Sparta, full of fear, felt for the wind with her wingtips, found it, and rose into the pink sky. The runes were all around below her, carved in the polished desert stone. If she could stop the world from spinning long enough, she could read them…
She mounted higher, making the painful climb—
—to consciousness. She was in the cockpit of the marsplane. She was alone. The sun had dropped low in the west, and moving upward past it was the crisp thin crescent of Phobos.
The moon Fear.
Sparta lay motionless for a moment, not denying her fear but acknowledging it, acknowledging the likelihood of her approaching death. She let the fear of death wash through her.
When she had accepted it she let it drain away. Then at last she could turn to the business of life.

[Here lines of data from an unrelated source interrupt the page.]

impl FunctionPlugin for ToHex {
    fn meta(&self) -> FunctionMeta {
        FunctionMeta {
            name: "to_hex",
            description: "Render an integer in base 16 with uppercase digits",
            usage: "to_hex(num)",
            args: &RADIX_ARGS,
            returns: "Text",
            examples: &TO_HEX_EXAMPLES,
            category: "number",
            related: &RADIX_RELATED,
        }
    }

    fn call(&self, args: &[Value], _ctx: &EvalContext) -> Value {
        unary_integer("to_hex", args, to_hex)
    }
}

impl FunctionPlugin for ToDecimal {
    fn meta(&self) -> FunctionMeta {
        FunctionMeta {
            name: "to_decimal",
            description: "Render an integer in base 10",
            usage: "to_decimal(num)",
            args: &RADIX_ARGS,
            returns: "Text",
            examples: &TO_DECIMAL_EXAMPLES,
            category: "number",
            related: &RADIX_RELATED,
        }
    }

    fn call(&self, args: &[Value], _ctx: &EvalContext) -> Value {
        unary_integer("to_decimal", args, to_decimal)
    }
}

impl FunctionPlugin for ToDegrees {
    fn meta(&self) -> FunctionMeta {
        FunctionMeta {
            name: "to_degrees",
            description: "Convert radians to degrees",
            usage: "to_degrees(radians)",
            args: &TO_DEGREES_ARGS,
            returns: "Number",
            examples: &TO_DEGREES_EXAMPLES,
            category: "number",
            related: &TO_DEGREES_RELATED,
        }
    }

    fn call(&self, args: &[Value], _ctx: &EvalContext) -> Value {
        unary_number("to_degrees", args, |n| Value::Number(to_degrees(n)))
    }
}

impl FunctionPlugin for ToRadians {
    fn meta(&self) -> FunctionMeta {
        FunctionMeta {
            name: "to_radians",
            description: "Convert degrees to radians",
            usage: "to_radians(degrees)",
            args: &TO_RADIANS_ARGS,
            returns: "Number",
            examples: &TO_RADIANS_EXAMPLES,
            category: "number",
            related: &TO_RADIANS_RELATED,
        }
    }

    fn call(&self, args: &[Value], _ctx: &EvalContext) -> Value {
        unary_number("to_radians", args, |n| Value::Number(to_radians(n)))
    }
}

impl FunctionPlugin for ConvertBase {
    fn meta(&self) -> FunctionMeta {
        FunctionMeta {
            name: "convert_base",
            description: "Re-express an integer written in one base in another base",
            usage: "convert_base(value, from_base, to_base)",
            args: &CONVERT_BASE_ARGS,
            returns: "Text",
            examples: &CONVERT_BASE_EXAMPLES,
            category: "number",
            related: &CONVERT_BASE_RELATED,
        }
    }

    fn call(&self, args: &[Value], _ctx: &EvalContext) -> Value {
        if args.len() != 3 {
            return Value::Error(GaugeError::arg_count("convert_base", 3, args.len()));
        }
        let parsed = text_arg("convert_base", "value", &args[0]).and_then(|value| {
            let from = base_arg("convert_base", "from_base", &args[1])?;
            let to = base_arg("convert_base", "to_base", &args[2])?;
            Ok(convert_base(value, from, to))
        });
        match parsed {
            Ok(result) => Value::Text(result),
            Err(e) => Value::Error(e),
        }
    }
}

impl FunctionPlugin for ToPercentage {
    fn meta(&self) -> FunctionMeta {
        FunctionMeta {
            name: "to_percentage",
            description: "Render a fraction as a percentage with fixed decimals",
            usage: "to_percentage(num, [decimals])",
            args: &TO_PERCENTAGE_ARGS,
            returns: "Text",
            examples: &TO_PERCENTAGE_EXAMPLES,
            category: "number",
            related: &TO_PERCENTAGE_RELATED,
        }
    }

    fn call(&self, args: &[Value], ctx: &EvalContext) -> Value {
        if args.is_empty() || args.len() > 2 {
            return Value::Error(GaugeError::arg_count("to_percentage", 1, args.len()));
        }
        let num = match number_arg("to_percentage", "num", &args[0]) {
            Ok(n) => n,
            Err(e) => return Value::Error(e),
        };
        let decimals = match args.get(1) {
            None | Some(Value::Null) => ctx.percentage_decimals,
            Some(v) => match integer_arg("to_percentage", "decimals", v) {
                Ok(d) if (0..=MAX_FIXED_DECIMALS).contains(&d) => d as usize,
                Ok(d) => {
                    return Value::Error(GaugeError::domain_error(format!(
                        "to_percentage() decimals must be between 0 and {}, got {}",
                        MAX_FIXED_DECIMALS, d
                    )))
                }
                Err(e) => return Value::Error(e),
            },
        };
        Value::Text(to_percentage(num, decimals))
    }
}
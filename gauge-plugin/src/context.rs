//! Evaluation Context

/// Default number of decimals for percentage rendering.
pub const DEFAULT_PERCENTAGE_DECIMALS: usize = 2;

/// Per-call settings passed to plugins
#[derive(Debug, Clone)]
pub struct EvalContext {
    /// Decimals used by `to_percentage` when the caller omits them
    pub percentage_decimals: usize,
}

impl EvalContext {
    pub fn new() -> Self {
        Self {
            percentage_decimals: DEFAULT_PERCENTAGE_DECIMALS,
        }
    }

    pub fn with_percentage_decimals(mut self, decimals: usize) -> Self {
        self.percentage_decimals = decimals;
        self
    }
}

impl Default for EvalContext {
    fn default() -> Self {
        Self::new()
    }
}
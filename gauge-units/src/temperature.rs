//! Temperature units
//!
//! Temperature scales are offset from each other, so every pair is an
//! affine function rather than a rate.

use std::sync::LazyLock;
use crate::table::ConversionTable;
use crate::ConversionUnsupported;

unit_enum! {
    /// Units of temperature
    pub enum TemperatureUnit: Temperature {
        Celsius => ("C", "celsius"),
        Fahrenheit => ("F", "fahrenheit"),
        Kelvin => ("K", "kelvin"),
    }
}

const ABSOLUTE_ZERO_C: f64 = 273.15;

static TEMPERATURE: LazyLock<ConversionTable<TemperatureUnit>> = LazyLock::new(|| {
    use TemperatureUnit::*;
    ConversionTable::new()
        .function(Celsius, Fahrenheit, |c| c * 9.0 / 5.0 + 32.0)
        .function(Celsius, Kelvin, |c| c + ABSOLUTE_ZERO_C)
        .function(Fahrenheit, Celsius, |f| (f - 32.0) * 5.0 / 9.0)
        .function(Fahrenheit, Kelvin, |f| (f - 32.0) * 5.0 / 9.0 + ABSOLUTE_ZERO_C)
        .function(Kelvin, Celsius, |k| k - ABSOLUTE_ZERO_C)
        .function(Kelvin, Fahrenheit, |k| (k - ABSOLUTE_ZERO_C) * 9.0 / 5.0 + 32.0)
});

pub fn temperature_table() -> &'static ConversionTable<TemperatureUnit> {
    &TEMPERATURE
}

/// Convert `value` between "C", "F" and "K"
pub fn convert_temperature(value: f64, from: &str, to: &str) -> Result<f64, ConversionUnsupported> {
    TEMPERATURE.convert_symbols(value, from, to)
}
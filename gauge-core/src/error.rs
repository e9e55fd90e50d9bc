//! Structured errors for registry callers
//!
//! Errors never crash the registry. They are values carried inside
//! `Value::Error` with a machine-readable code and an optional hint.

use serde::{Deserialize, Serialize};

/// Standard error codes (machine-readable)
pub mod codes {
    pub const UNDEFINED_FUNC: &str = "UNDEFINED_FUNC";
    pub const UNDEFINED_FIELD: &str = "UNDEFINED_FIELD";
    pub const TYPE_ERROR: &str = "TYPE_ERROR";
    pub const ARG_COUNT: &str = "ARG_COUNT";
    pub const ARG_TYPE: &str = "ARG_TYPE";
    pub const DOMAIN_ERROR: &str = "DOMAIN_ERROR";
    pub const NOT_FOUND: &str = "NOT_FOUND";
    // Unit-specific error codes
    pub const CONVERSION_UNSUPPORTED: &str = "CONVERSION_UNSUPPORTED";
    pub const UNKNOWN_QUANTITY: &str = "UNKNOWN_QUANTITY";
}

/// Severity level of an error
#[derive(Debug, Clone, Copy, PartialEq, Eq, Serialize, Deserialize)]
#[serde(rename_all = "lowercase")]
pub enum Severity {
    /// Call returned a degraded result
    Warning,
    /// Call failed
    Error,
    /// Registry or engine misconfigured
    Fatal,
}

/// Structured error for registry callers
#[derive(Debug, Clone, PartialEq, Serialize, Deserialize)]
pub struct GaugeError {
    /// Machine-readable error code
    pub code: String,

    /// Human-readable error message
    pub message: String,

    /// Suggestion for fixing the error
    #[serde(skip_serializing_if = "Option::is_none")]
    pub suggestion: Option<String>,

    /// Severity level
    pub severity: Severity,
}

impl GaugeError {
    /// Create a new error
    pub fn new(code: impl Into<String>, message: impl Into<String>) -> Self {
        Self {
            code: code.into(),
            message: message.into(),
            suggestion: None,
            severity: Severity::Error,
        }
    }

    /// Builder: add suggestion
    pub fn with_suggestion(mut self, suggestion: impl Into<String>) -> Self {
        self.suggestion = Some(suggestion.into());
        self
    }

    /// Builder: set severity
    pub fn with_severity(mut self, severity: Severity) -> Self {
        self.severity = severity;
        self
    }

    // ========== Common Error Constructors ==========

    pub fn undefined_func(name: &str) -> Self {
        Self::new(codes::UNDEFINED_FUNC, format!("Unknown function: {}", name))
            .with_suggestion("Use list_functions() to see available functions")
    }

    pub fn undefined_field(name: &str) -> Self {
        Self::new(codes::UNDEFINED_FIELD, format!("Undefined field: {}", name))
    }

    pub fn type_error(expected: &str, got: &str) -> Self {
        Self::new(codes::TYPE_ERROR, format!("Expected {}, got {}", expected, got))
    }

    pub fn arg_count(func: &str, expected: usize, got: usize) -> Self {
        Self::new(codes::ARG_COUNT,
            format!("{}() expects {} arguments, got {}", func, expected, got))
            .with_suggestion(format!("Use help('{}') for usage", func))
    }

    pub fn arg_type(func: &str, arg: &str, expected: &str, got: &str) -> Self {
        Self::new(codes::ARG_TYPE,
            format!("{}() argument '{}': expected {}, got {}", func, arg, expected, got))
    }

    pub fn domain_error(details: impl Into<String>) -> Self {
        Self::new(codes::DOMAIN_ERROR, format!("Domain error: {}", details.into()))
    }

    /// The message is the exact sentence raised by the conversion engines.
    pub fn conversion_unsupported(from: &str, to: &str) -> Self {
        Self::new(codes::CONVERSION_UNSUPPORTED,
            format!("Conversion from \"{}\" to \"{}\" is not supported.", from, to))
            .with_suggestion("Use list_units(quantity) to see supported unit symbols")
    }
}

impl std::fmt::Display for GaugeError {
    fn fmt(&self, f: &mut std::fmt::Formatter<'_>) -> std::fmt::Result {
        write!(f, "[{}] {}", self.code, self.message)?;
        if let Some(ref suggestion) = self.suggestion {
            write!(f, " (suggestion: {})", suggestion)?;
        }
        Ok(())
    }
}

impl std::error::Error for GaugeError {}
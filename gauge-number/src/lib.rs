//! Gauge Number - Number formatting utilities
//!
//! Thousands grouping, radix rendering, base-to-base conversion, angle
//! conversion, percentages and half-up rounding.

mod angle;
mod format;
mod radix;
mod functions;

pub use angle::{to_degrees, to_radians};
pub use format::{number_to_string, number_with_commas, round, round_to, to_percentage};
pub use radix::{convert_base, to_binary, to_decimal, to_hex, to_octal, Base, UnknownBase, NOT_A_NUMBER};
pub use gauge_plugin::DEFAULT_PERCENTAGE_DECIMALS;

pub use radix::to_binary as to_binary_string;
pub use radix::to_hex as to_hex_string;
pub use radix::to_octal as to_octal_string;
pub use format::to_percentage as to_percentage_string;

use gauge_plugin::PluginRegistry;

/// Load number functions into registry
pub fn load_number_library(registry: PluginRegistry) -> PluginRegistry {
    registry
        .with_function(functions::NumberWithCommas)
        .with_function(functions::ToBinary)
        .with_function(functions::ToOctal)
        .with_function(functions::ToHex)
        .with_function(functions::ToDecimal)
        .with_function(functions::ConvertBase)
        .with_function(functions::ToDegrees)
        .with_function(functions::ToRadians)
        .with_function(functions::ToPercentage)
        .with_function(functions::Round)
        .with_function(functions::RoundTo)
        // Alternate names
        .with_alias("to_binary_string", "to_binary")
        .with_alias("to_hex_string", "to_hex")
        .with_alias("to_octal_string", "to_octal")
        .with_alias("to_percentage_string", "to_percentage")
}
//! Favorite service trait definition.

use crate::dto::{AddFavoriteRequest, FavoritePage, FavoriteStatus, UpdateFavoriteRequest};
use async_trait::async_trait;
use haven_core::{Favorite, FavoriteId, HavenResult, Interface, PageRequest, PropertyId};
use haven_security::Actor;

/// Per-user favorites.
#[async_trait]
pub trait FavoriteService: Interface + Send + Sync {
    /// Favorites a property. Fails with a conflict if it already is one.
    async fn add_favorite(&self, actor: &Actor, request: AddFavoriteRequest) -> HavenResult<Favorite>;

    async fn remove_favorite(&self, actor: &Actor, id: FavoriteId) -> HavenResult<()>;

    /// Replaces notes and/or tags.
    async fn update_favorite(
        &self,
        actor: &Actor,
        id: FavoriteId,
        request: UpdateFavoriteRequest,
    ) -> HavenResult<Favorite>;

    async fn list_favorites(&self, actor: &Actor, page: PageRequest) -> HavenResult<FavoritePage>;

    async fn check_favorite_status(&self, actor: &Actor, property_id: PropertyId) -> HavenResult<FavoriteStatus>;
}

She tried the switches of the air pumps and found that they still worked. But she had already evacuated the air from the canopy—why had she forgotten?—and her suit was still sealed. This time, when she reached to release the canopy locks, the pain in her belly was only a twinge.
She stumbled out upon the steep slope of ash. The wind was steady from the west at twenty kilometers an hour. She noted the way the plane’s wings had been detached from the fuselage, the way everything had been neatly pinned to the ground.
The plan and layout of the marsplane were evident. She had no doubt that she could reassemble it—it had been designed that way. But before she did anything, she needed to find out what had gone wrong. She went to the instrument access panel in the fuselage and opened it.
Her darting macrozoom eye traced the visual outlines of the devastation inside, the fused micro-connections of invisibly fine solid circuitry.
An electromagnetic “pulse bomb,” a surge generator like one she’d seen only once before—in a Board of Space Control class on sabotage—had been lodged in the autopilot comparator. It wasn’t there now, but Sparta could picture it clearly.
It would have been a steel ball about the size of a lime; greenish-blue discoloration after detonation would have made the sour-fruit comparison even more apt. Before detonation it would have contained a microscopic sphere of frozen hydrogen isotopes, tritium and deuterium, surrounded by larger spheres of liquid nitrogen, liquid lithium, high explosives, and insulators, all under immense pressure. Triggered by an external signal, the explosives would have crushed the hydrogen isotopes, creating thermonuclear fusion—a microscopic H-bomb. The products of the miniature blast would have radiated outward, some ions at a much higher rate than others, and even though the actual force of the blast wouldn’t have been enough even to rupture the superstrong steel casing, the radiation, moving at different velocities and spreading apart like the sound of a handclap in a culvert, would have produced a sort of electronic whistler, an electromagnetic pulse strong enough to fry all the unshielded circuits in the vicinity.